=== Begin Enclosure ===
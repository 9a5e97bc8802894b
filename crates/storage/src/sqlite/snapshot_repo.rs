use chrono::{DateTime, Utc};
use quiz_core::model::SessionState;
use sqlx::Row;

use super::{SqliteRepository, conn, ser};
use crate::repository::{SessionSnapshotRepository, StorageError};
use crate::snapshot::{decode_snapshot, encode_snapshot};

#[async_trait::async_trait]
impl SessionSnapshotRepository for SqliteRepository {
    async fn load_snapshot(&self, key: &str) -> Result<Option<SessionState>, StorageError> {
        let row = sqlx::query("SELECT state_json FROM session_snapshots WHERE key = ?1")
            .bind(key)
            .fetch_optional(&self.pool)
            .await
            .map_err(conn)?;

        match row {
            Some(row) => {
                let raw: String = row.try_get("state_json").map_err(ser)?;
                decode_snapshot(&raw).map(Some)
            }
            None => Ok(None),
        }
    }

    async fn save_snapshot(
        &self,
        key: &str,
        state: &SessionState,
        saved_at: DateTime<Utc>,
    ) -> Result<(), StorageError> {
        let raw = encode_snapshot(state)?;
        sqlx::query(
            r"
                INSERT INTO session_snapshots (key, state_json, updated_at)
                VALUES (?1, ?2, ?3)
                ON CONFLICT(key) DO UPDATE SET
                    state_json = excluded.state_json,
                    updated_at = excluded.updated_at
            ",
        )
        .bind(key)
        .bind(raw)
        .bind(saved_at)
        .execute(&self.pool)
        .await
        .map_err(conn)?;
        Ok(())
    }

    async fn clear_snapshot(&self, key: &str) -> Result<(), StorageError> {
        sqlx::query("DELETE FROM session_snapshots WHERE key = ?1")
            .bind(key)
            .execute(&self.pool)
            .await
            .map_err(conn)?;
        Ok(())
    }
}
=== End Enclosure ===
=== Begin Enclosure ===
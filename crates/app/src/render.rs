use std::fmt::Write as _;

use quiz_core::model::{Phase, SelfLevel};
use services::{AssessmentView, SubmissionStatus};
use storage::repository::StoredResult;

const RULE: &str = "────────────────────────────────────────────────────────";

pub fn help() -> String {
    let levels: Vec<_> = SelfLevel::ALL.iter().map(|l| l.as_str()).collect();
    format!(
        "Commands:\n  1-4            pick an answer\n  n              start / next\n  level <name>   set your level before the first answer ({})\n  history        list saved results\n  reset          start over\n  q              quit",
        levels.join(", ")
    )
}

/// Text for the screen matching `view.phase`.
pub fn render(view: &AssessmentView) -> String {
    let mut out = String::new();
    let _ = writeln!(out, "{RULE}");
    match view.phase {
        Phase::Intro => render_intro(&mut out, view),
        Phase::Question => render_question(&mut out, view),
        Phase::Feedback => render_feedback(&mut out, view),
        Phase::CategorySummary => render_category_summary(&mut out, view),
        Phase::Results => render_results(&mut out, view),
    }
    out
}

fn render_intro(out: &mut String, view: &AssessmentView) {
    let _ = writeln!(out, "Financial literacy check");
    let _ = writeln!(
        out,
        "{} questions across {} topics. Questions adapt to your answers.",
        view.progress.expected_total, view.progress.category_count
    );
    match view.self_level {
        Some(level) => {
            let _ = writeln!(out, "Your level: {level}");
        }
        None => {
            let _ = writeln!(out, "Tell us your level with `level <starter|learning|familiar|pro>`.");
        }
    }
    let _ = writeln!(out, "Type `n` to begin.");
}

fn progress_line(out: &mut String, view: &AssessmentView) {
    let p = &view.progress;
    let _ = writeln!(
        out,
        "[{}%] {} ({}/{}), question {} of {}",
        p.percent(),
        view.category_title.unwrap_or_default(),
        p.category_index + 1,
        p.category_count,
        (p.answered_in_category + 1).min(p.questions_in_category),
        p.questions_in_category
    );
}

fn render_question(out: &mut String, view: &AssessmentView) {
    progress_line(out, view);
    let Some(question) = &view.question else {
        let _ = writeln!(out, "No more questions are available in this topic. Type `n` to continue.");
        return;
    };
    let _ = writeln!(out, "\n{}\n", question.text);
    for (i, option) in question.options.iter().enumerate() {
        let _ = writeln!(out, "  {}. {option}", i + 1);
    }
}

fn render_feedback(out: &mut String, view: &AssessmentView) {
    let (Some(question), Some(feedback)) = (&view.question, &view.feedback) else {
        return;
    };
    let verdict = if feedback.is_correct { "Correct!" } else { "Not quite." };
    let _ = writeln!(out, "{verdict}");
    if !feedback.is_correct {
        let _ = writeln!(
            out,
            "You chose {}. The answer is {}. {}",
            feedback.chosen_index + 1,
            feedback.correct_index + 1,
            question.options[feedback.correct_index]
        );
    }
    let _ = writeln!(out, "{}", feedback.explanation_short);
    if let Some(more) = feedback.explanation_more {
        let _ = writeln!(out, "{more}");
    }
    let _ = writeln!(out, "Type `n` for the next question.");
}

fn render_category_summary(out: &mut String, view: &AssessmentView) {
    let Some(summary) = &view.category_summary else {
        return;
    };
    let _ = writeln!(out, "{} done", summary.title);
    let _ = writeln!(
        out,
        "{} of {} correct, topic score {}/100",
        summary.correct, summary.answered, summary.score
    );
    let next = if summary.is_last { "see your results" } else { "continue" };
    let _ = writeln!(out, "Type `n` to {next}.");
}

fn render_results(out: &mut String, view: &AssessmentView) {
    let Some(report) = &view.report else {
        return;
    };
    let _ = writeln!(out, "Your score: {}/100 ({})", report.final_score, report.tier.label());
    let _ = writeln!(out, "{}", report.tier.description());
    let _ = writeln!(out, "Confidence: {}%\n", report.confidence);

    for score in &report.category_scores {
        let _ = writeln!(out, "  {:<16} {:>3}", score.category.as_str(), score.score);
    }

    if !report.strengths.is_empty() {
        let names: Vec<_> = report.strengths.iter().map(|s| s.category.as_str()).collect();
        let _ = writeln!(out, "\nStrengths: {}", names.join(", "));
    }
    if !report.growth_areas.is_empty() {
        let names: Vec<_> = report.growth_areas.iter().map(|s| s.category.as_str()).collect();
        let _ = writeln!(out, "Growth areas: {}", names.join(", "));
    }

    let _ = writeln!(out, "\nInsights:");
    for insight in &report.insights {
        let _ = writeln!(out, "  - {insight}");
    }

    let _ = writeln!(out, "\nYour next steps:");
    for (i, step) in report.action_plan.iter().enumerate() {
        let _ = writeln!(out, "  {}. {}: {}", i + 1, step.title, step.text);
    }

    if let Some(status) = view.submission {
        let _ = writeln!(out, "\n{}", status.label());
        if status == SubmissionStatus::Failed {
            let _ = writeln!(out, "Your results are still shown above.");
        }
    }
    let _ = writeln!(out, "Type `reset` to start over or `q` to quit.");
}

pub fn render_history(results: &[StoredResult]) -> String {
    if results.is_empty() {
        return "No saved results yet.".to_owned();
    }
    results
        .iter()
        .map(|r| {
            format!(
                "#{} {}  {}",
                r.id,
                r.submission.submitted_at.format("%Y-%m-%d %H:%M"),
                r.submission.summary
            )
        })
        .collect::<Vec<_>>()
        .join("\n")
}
=== End Enclosure ===
=== Begin Enclosure ===
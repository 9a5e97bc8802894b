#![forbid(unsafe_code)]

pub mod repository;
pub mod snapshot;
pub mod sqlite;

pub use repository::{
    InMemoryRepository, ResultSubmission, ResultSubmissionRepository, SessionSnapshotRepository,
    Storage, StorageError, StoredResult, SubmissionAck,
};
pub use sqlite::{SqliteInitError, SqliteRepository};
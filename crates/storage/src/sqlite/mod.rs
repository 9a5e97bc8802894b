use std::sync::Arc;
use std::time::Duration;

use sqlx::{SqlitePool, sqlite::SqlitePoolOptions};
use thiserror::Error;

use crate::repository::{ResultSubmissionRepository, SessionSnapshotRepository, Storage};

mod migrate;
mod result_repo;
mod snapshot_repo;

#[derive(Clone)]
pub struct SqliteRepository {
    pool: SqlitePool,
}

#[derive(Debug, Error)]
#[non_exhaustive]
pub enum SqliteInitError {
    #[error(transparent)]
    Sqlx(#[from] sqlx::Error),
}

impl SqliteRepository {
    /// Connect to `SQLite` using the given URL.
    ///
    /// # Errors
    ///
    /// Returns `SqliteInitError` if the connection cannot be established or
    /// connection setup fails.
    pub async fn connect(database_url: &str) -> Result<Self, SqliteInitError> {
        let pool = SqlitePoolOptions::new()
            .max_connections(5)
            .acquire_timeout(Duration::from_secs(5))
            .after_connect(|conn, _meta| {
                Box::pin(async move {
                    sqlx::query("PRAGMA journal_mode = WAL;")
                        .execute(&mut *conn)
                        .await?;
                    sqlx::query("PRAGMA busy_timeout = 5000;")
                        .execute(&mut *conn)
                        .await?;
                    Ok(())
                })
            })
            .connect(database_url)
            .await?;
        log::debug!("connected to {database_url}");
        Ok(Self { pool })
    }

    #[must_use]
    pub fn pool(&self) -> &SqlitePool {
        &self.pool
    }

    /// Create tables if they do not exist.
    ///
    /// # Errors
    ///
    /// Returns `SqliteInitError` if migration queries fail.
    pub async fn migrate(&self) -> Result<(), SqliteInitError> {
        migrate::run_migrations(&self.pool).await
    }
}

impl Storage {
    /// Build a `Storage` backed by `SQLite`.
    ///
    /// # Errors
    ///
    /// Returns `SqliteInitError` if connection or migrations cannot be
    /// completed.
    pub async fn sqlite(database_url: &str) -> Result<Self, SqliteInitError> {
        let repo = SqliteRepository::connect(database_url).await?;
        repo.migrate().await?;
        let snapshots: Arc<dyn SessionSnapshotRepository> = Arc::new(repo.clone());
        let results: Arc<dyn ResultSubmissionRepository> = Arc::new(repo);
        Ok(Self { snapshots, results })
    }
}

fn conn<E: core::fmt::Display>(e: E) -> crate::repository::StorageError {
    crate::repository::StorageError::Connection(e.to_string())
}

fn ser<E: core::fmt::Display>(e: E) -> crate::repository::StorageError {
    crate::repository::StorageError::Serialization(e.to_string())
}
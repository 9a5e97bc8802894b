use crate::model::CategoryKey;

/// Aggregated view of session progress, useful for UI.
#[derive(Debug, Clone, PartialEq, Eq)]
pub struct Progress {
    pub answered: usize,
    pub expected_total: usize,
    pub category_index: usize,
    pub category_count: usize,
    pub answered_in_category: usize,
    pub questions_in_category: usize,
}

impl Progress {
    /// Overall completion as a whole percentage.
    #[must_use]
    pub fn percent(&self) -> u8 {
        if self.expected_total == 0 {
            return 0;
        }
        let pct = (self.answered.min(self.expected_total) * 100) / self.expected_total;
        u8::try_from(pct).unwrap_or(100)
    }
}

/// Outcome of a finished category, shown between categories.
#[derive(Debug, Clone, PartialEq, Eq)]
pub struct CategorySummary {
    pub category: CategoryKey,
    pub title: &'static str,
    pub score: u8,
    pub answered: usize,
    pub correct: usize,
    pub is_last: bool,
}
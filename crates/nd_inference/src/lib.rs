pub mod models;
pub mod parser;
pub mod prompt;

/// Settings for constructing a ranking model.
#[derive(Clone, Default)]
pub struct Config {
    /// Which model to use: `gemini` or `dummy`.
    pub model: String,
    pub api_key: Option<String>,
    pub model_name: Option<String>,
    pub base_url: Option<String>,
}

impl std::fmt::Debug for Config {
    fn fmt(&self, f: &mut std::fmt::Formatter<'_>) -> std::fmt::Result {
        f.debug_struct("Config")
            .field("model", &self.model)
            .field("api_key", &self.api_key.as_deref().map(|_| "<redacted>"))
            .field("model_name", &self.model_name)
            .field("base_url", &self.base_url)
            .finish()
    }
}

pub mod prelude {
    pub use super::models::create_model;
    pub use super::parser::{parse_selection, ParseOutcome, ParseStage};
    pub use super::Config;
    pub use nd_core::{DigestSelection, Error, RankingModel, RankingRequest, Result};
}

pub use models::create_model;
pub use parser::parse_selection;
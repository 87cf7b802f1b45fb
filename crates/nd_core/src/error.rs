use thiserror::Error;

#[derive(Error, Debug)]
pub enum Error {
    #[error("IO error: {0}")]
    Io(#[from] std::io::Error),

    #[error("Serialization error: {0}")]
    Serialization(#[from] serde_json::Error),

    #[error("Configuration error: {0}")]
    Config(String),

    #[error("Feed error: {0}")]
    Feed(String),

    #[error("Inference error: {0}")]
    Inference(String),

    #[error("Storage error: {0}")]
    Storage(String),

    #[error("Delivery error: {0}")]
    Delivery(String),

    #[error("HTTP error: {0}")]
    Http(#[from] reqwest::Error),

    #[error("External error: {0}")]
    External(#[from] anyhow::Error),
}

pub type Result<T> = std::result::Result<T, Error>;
=== End Enclosure ===
For the material above, state the number of lines that include the word "levels". Leave out everything else.

2